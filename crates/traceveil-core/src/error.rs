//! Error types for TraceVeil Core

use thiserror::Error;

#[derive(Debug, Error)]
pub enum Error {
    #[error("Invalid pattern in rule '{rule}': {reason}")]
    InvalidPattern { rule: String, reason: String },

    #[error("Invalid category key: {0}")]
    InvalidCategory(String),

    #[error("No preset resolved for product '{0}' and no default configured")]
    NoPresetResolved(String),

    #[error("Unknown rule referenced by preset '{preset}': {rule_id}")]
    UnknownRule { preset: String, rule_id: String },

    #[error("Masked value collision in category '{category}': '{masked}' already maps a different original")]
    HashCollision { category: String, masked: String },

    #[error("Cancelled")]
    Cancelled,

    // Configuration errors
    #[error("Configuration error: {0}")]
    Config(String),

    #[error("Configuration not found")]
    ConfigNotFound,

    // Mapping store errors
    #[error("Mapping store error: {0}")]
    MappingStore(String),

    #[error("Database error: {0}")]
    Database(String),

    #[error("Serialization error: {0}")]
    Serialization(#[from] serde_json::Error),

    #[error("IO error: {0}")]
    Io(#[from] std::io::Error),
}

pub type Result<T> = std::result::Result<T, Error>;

---

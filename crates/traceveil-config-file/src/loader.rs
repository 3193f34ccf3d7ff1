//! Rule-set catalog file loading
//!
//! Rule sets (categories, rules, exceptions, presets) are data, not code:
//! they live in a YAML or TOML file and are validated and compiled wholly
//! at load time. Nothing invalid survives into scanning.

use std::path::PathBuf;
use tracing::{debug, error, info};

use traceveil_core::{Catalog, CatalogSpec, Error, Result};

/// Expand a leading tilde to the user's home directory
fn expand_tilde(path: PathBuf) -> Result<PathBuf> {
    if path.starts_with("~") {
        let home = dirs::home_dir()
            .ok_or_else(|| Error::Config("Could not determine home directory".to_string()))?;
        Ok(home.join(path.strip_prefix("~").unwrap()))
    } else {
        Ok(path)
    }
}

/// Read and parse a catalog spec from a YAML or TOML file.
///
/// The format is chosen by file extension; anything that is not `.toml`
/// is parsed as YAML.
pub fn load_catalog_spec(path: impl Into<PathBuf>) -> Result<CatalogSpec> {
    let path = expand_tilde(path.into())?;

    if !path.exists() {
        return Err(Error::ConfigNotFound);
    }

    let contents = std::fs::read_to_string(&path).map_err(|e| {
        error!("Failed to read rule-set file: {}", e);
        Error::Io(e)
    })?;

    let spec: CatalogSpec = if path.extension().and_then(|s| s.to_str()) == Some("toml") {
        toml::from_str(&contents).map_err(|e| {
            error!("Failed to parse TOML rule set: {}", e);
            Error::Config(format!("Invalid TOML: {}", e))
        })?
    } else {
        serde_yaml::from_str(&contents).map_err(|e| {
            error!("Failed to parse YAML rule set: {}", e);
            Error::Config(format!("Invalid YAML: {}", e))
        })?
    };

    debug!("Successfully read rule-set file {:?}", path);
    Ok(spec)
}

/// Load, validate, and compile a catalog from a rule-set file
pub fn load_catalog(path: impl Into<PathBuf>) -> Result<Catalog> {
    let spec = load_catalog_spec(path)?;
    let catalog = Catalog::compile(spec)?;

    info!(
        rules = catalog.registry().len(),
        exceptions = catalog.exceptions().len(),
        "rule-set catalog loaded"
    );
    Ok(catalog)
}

* * *

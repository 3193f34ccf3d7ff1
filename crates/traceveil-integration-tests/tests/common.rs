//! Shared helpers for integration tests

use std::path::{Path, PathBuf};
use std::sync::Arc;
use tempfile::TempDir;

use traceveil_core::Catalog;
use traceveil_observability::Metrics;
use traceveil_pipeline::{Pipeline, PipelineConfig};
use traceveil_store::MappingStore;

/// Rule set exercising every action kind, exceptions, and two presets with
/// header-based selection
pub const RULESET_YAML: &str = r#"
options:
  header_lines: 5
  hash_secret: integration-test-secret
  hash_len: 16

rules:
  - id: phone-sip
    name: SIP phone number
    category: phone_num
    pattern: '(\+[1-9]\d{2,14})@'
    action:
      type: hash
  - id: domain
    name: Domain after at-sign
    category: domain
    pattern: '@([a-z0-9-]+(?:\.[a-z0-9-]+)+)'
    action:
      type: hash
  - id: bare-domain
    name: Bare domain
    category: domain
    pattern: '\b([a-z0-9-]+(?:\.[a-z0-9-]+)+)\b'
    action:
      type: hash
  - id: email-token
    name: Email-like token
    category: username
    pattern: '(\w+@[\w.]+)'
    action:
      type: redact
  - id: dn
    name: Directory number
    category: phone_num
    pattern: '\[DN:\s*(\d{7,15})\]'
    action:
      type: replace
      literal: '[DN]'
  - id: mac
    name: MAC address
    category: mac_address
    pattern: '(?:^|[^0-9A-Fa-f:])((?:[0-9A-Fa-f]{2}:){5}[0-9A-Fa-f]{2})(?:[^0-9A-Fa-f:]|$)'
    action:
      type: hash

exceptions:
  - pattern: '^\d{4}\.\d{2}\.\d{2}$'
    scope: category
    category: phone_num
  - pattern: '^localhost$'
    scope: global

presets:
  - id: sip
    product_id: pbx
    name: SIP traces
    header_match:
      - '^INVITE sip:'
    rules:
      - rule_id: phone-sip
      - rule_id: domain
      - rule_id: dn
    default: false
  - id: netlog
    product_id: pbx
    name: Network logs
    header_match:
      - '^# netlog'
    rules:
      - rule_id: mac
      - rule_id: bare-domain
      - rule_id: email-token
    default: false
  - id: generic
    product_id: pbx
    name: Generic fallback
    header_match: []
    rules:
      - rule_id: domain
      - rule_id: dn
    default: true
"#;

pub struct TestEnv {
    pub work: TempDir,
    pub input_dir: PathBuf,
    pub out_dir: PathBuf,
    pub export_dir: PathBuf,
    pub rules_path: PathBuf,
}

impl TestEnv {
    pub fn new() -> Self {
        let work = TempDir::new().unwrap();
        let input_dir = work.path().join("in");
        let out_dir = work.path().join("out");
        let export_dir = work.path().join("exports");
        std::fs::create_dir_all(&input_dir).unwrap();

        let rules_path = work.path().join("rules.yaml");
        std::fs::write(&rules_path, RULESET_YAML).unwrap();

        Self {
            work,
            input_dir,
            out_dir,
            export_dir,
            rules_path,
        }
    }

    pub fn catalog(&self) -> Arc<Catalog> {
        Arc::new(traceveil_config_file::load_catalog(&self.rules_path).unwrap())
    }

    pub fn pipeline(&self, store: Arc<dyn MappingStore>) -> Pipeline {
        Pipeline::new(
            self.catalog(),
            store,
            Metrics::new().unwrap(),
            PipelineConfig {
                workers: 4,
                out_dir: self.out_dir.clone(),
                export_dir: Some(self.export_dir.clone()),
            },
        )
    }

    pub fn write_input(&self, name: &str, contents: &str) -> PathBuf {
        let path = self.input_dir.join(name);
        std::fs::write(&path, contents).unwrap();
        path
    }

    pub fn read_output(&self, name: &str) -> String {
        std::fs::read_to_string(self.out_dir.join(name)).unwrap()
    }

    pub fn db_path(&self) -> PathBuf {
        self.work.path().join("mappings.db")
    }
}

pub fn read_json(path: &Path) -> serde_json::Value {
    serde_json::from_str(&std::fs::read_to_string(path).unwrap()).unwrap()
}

#### [Assignment]
Your task is to retype the entries verbatim, starting with the line that holds "filename crates/traceveil-core/src/error.rs" and stopping after the line that holds "pub type Result<T>".

#### [Task output]
filename crates/traceveil-core/src/error.rs
//! Error types for TraceVeil Core

use thiserror::Error;

#[derive(Debug, Error)]
pub enum Error {
    #[error("Invalid pattern in rule '{rule}': {reason}")]
    InvalidPattern { rule: String, reason: String },

    #[error("Invalid category key: {0}")]
    InvalidCategory(String),

    #[error("No preset resolved for product '{0}' and no default configured")]
    NoPresetResolved(String),

    #[error("Unknown rule referenced by preset '{preset}': {rule_id}")]
    UnknownRule { preset: String, rule_id: String },

    #[error("Masked value collision in category '{category}': '{masked}' already maps a different original")]
    HashCollision { category: String, masked: String },

    #[error("Cancelled")]
    Cancelled,

    // Configuration errors
    #[error("Configuration error: {0}")]
    Config(String),

    #[error("Configuration not found")]
    ConfigNotFound,

    // Mapping store errors
    #[error("Mapping store error: {0}")]
    MappingStore(String),

    #[error("Database error: {0}")]
    Database(String),

    #[error("Serialization error: {0}")]
    Serialization(#[from] serde_json::Error),

    #[error("IO error: {0}")]
    Io(#[from] std::io::Error),
}

pub type Result<T> = std::result::Result<T, Error>;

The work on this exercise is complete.